29. Oberflächenbeschichtetes Sinterhartmetall gemäß Anspruch 28, wobei die Oxidationsfestigkeit des Sinterhartmetalls 0,01 mg/mm² oder weniger beträgt.

30. Oberflächenbeschichtetes Sinterhartmetalls gemäß Anspruch 28, wobei das metallische Element M den folgenden Beziehungen in der Gesamtheit des Sinterhartmetalls entspricht:

0,1 ≤ Zr/(Ti + Zr + Hf) ≤ 0,5 und
0,6 ≤ Nb/(V + Nb + Ta) ≤ 1,0.

31. Oberflächenbeschichtetes Sinterhartmetall gemäß Anspruch 28, das der Beziehung 0,05 ≤ Zr/(Zr + Nb) ≤ 0,8 in der Gesamtheit des Sinterhartmetalls entspricht.

32. Oberflächenbeschichtetes Sinterhartmetall gemäß Anspruch 28, wobei das Sinterhartmetall 0,1 bis 1,5 Gew.-% ZrC, 0,5 bis 3,5 Gew.-% NbC, 1,0 bis 2,5 Gew.-% TiC, 0 bis 1,0 Gew.-% TaC, 0 bis 1,0 Gew.-% HfC, 0 bis 1,0 Gew.-% Cr₃C₂, 0 bis 1,0 Gew.-% VC, und 5 bis 10 Gew.-% Co umfaßt, und wobei der Rest WC und nicht-flüchtige Unreinheiten umfaßt.

33. Oberflächenbeschichtetes Sinterhartmetall gemäß Anspruch 28, wobei die Dicke (d1) des ersten Oberflächenbereichs 1 bis 50 µm und die Dicke (d2) des zweiten Oberflächenbereichs 10 bis 200 µm beträgt.
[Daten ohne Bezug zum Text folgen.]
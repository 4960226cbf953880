//! Color math as the converter drives it.

use gpuframe_color::{gamma_lut, primaries_matrix, HdrMetadata, LutDirection};
use gpuframe_core::{
    ColorPrimaries, ColorRange, Colorimetry, MatrixCoefficients, TransferFunction, VideoFormat, VideoInfo,
};
use gpuframe_gpu::converter::{border_code_values, ConversionClass, ConversionMatrices};
use gpuframe_gpu::ConverterConfig;
use proptest::prelude::*;

fn rgb() -> VideoInfo {
    VideoInfo::new(VideoFormat::Rgba, 16, 16).with_colorimetry(Colorimetry::SRGB)
}

fn close(a: [f64; 3], b: [f64; 3], eps: f64) -> bool {
    a.iter().zip(b.iter()).all(|(x, y)| (x - y).abs() <= eps)
}

#[test]
fn gamma_tables_invert_each_other() {
    for transfer in [TransferFunction::Srgb, TransferFunction::Bt709, TransferFunction::Gamma22] {
        let decode = gamma_lut(transfer, LutDirection::Decode);
        let encode = gamma_lut(transfer, LutDirection::Encode);
        for i in 5..=100 {
            let v = i as f32 / 100.0;
            let back = encode.lookup(decode.lookup(v));
            assert!((back - v).abs() < 2e-3, "{:?} {} -> {}", transfer, v, back);
        }
    }
}

#[test]
fn primaries_round_trip_to_identity() {
    let there = primaries_matrix(ColorPrimaries::Bt709, ColorPrimaries::Bt2020).unwrap();
    let back = primaries_matrix(ColorPrimaries::Bt2020, ColorPrimaries::Bt709).unwrap();
    assert!(there.then(&back).is_identity(1e-9));
}

#[test]
fn hdr_metadata_strings_round_trip() {
    let mastering = "35400:14600:8500:39850:6550:2300:15635:16450:10000000:50";
    let meta = HdrMetadata::from_strings(Some(mastering), Some("1000:400"))
        .unwrap()
        .unwrap();
    assert_eq!(meta.mastering_display.unwrap().to_string(), mastering);
    assert_eq!(meta.content_light_level.unwrap().to_string(), "1000:400");
    assert_eq!(HdrMetadata::from_strings(None, None).unwrap(), None);
}

#[test]
fn gamma_class_maps_black_to_black() {
    let input = VideoInfo::new(VideoFormat::Nv12, 16, 16).with_colorimetry(Colorimetry::BT709);
    let output = VideoInfo::new(VideoFormat::P010, 16, 16).with_colorimetry(Colorimetry::BT2100_PQ);
    let config = ConverterConfig {
        primaries_mode: gpuframe_gpu::PrimariesMode::Apply,
        ..Default::default()
    };
    let class = ConversionClass::classify(&input, &output, &config);
    assert_eq!(class, ConversionClass::Primary);
    let m = ConversionMatrices::derive(class, &input, &output).unwrap();
    let out = m.apply([16.0 / 255.0, 128.0 / 255.0, 128.0 / 255.0]);
    // limited 10-bit black, MSB aligned
    assert!(close(out, [64.0 / 1023.0, 512.0 / 1023.0, 512.0 / 1023.0], 2e-3), "{:?}", out);
}

proptest! {
    #[test]
    fn prop_converter_matrices_round_trip(
        r in 0.0f64..=1.0,
        g in 0.0f64..=1.0,
        b in 0.0f64..=1.0,
        format in prop::sample::select(vec![VideoFormat::Nv12, VideoFormat::P010, VideoFormat::Y444P16]),
        limited in any::<bool>(),
        matrix in prop::sample::select(vec![
            MatrixCoefficients::Bt601,
            MatrixCoefficients::Bt709,
            MatrixCoefficients::Bt2020,
        ]),
    ) {
        let range = if limited { ColorRange::Limited } else { ColorRange::Full };
        let yuv = VideoInfo::new(format, 16, 16)
            .with_colorimetry(Colorimetry::BT709.with_range(range).with_matrix(matrix));
        let config = ConverterConfig::default();
        let forward_class = ConversionClass::classify(&rgb(), &yuv, &config);
        prop_assert_eq!(forward_class, ConversionClass::Simple);

        let forward = ConversionMatrices::derive(forward_class, &rgb(), &yuv).unwrap();
        let back = ConversionMatrices::derive(ConversionClass::classify(&yuv, &rgb(), &config), &yuv, &rgb()).unwrap();
        let out = back.apply(forward.apply([r, g, b]));
        prop_assert!(close(out, [r, g, b], 1e-6), "{:?} vs {:?}", out, [r, g, b]);
    }

    #[test]
    fn prop_rgb_border_is_the_color(r in any::<u16>(), g in any::<u16>(), b in any::<u16>()) {
        let argb = (0xffff_u64 << 48) | ((r as u64) << 32) | ((g as u64) << 16) | b as u64;
        let code = border_code_values(argb, &rgb()).unwrap();
        let expected = [r, g, b].map(|v| v as f64 / 65535.0);
        prop_assert!(close([code[0] as f64, code[1] as f64, code[2] as f64], expected, 1e-6));
        prop_assert_eq!(code[3], 1.0);
    }
}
34. Oberflächenbeschichtetes Sinterhartmetall gemäß Anspruch 28, wobei eine harte Beschichtung eine einzelne Schicht oder zwei oder mehr Schichten umfaßt, umfassend mindestens eine Substanz, gewählt aus Metallcarbid, Metallnitrid, Metallcarbonitrid, TiAlN, TiZrN, TiCrN, DLC (Diamant-ähnlicher Kohlenstoff), Diamant und Al₂O₃, mit der Maßgabe, daß das Metall gewählt ist aus den Gruppen 4a, 5a und 6a des Periodensystems.

35. Schneidwerkzeug, umfassend das oberflächenbeschichtete Sinterhartmetall gemäß einem der Ansprüche 28 bis 34.